Search for European Projects

ICT – Innovative Caregivers’ TrainingRethinking competences for a sustainable and effective homecare system

In Europe seniors and particularly elderly people (> 60/80 years old), are a growing component of the population. Health and psychological fragilities are strongly linked to age progression and do often appear in a context of comorbidity. The need of personal support and health care for older persons is therefore growing constantly, especially in the home care sector (Nolte and McKee, 2008; Bayliss et al. 2008). There exists thus a strong need to offer tailored caregiver training programmes for the home care sector. It is well known, that the quality of life of seniors and elderly people could be improved significantly by promoting homecare integrated assistance including telehealth options, allowing health care professionals to monitor and consult patients remotely (CAST,2012; Garson et al. 2012; EU-EHAP, 2012). As a consequence hospitals and primary care services could be discharged. In this context the promotion of innovative and collaborative care models, which do integrate affordable technologies to coordinate care, will be crucial.
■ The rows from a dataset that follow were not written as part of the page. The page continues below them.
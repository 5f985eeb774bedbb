//! Known item flags (`json_flag` records)

use std::collections::{BTreeMap, BTreeSet};

use serde::Deserialize;

use crate::ids::{NullId, StringId};
use crate::json::JsonError;

pub type FlagId = StringId<JsonFlag>;

/// One declared flag
#[derive(Debug, Clone, PartialEq, Deserialize)]
pub struct JsonFlag {
    pub id: FlagId,
    #[serde(default)]
    pub info: String,
    #[serde(default)]
    pub conflicts: BTreeSet<String>,
    /// Copied from a processing input onto its result
    #[serde(default = "default_inherit")]
    pub inherit: bool,
}

fn default_inherit() -> bool {
    true
}

impl NullId for JsonFlag {
    const NULL_ID: &'static str = "null";
}

#[derive(Debug, Clone, Default)]
pub struct FlagRegistry {
    flags: BTreeMap<FlagId, JsonFlag>,
}

impl FlagRegistry {
    pub fn new() -> Self {
        Self::default()
    }

    /// Register a `json_flag` record; a repeated id replaces the earlier one
    pub fn load(&mut self, record: &serde_json::Value) -> Result<&JsonFlag, JsonError> {
        let flag = JsonFlag::deserialize(record)?;
        log::debug!(target: "rf_mapdata::flags", "loaded json_flag {}", flag.id);
        let id = flag.id.clone();
        self.flags.insert(id.clone(), flag);
        Ok(&self.flags[&id])
    }

    pub fn is_valid(&self, id: &FlagId) -> bool {
        self.flags.contains_key(id)
    }

    pub fn get(&self, id: &FlagId) -> Option<&JsonFlag> {
        self.flags.get(id)
    }

    /// Whether an item flag carries over onto processing results
    pub fn inherits(&self, name: &str) -> bool {
        self.flags
            .get(&FlagId::new(name))
            .is_some_and(|flag| flag.inherit)
    }

    pub fn len(&self) -> usize {
        self.flags.len()
    }

    pub fn is_empty(&self) -> bool {
        self.flags.is_empty()
    }

    pub fn iter(&self) -> impl Iterator<Item = &JsonFlag> {
        self.flags.values()
    }

    pub fn reset(&mut self) {
        self.flags.clear();
    }
}
//! Terrain and furniture definitions

mod bash;
mod common;
mod furniture;
mod furniture_info;
mod terrain;

pub use bash::{MapBashInfo, MapDeconstructInfo, MapObjectType};
pub use common::MapDataCommon;
pub use furniture::{FurnId, FurnStrId, FurnT};
pub use furniture_info::{FurnWorkbenchInfo, PlantData};
pub use terrain::{TerId, TerStrId, TerT};

pub const FLAG_LOCKED: &str = "LOCKED";

/// Canonical ids referenced from code
pub mod known {
    pub const T_NULL: &str = "t_null";
    pub const F_NULL: &str = "f_null";
    pub const T_DOOR_METAL_LOCKED: &str = "t_door_metal_locked";
    pub const T_DOOR_METAL_C: &str = "t_door_metal_c";
}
It will become most important to assess and adapt attitudes as well as skills of caregivers assisting elderly people at home on a continuous basis. They are in a key position to act as mentors of elderly people and may help them (when knowing to use adequate relational and communication skills) to overcome potential barriers to the use of new technologies.The ICT training Model “Innovative caregivers’ training” for further education used interrelated procedures for competence building through transfer, validation and accumulation of learning outcomes, which may be achieved thanks to experiential learning (informal and non-formal contexts). Several complementary units concentrating on workplace learning and assessment will promote caregiver qualification paths based on existing local professional regulations in all participating countries. By promoting the use of new technologies and the interaction with local care networks, both caregivers and elderly people living at home may be facilitated considerably in their usual daily activities.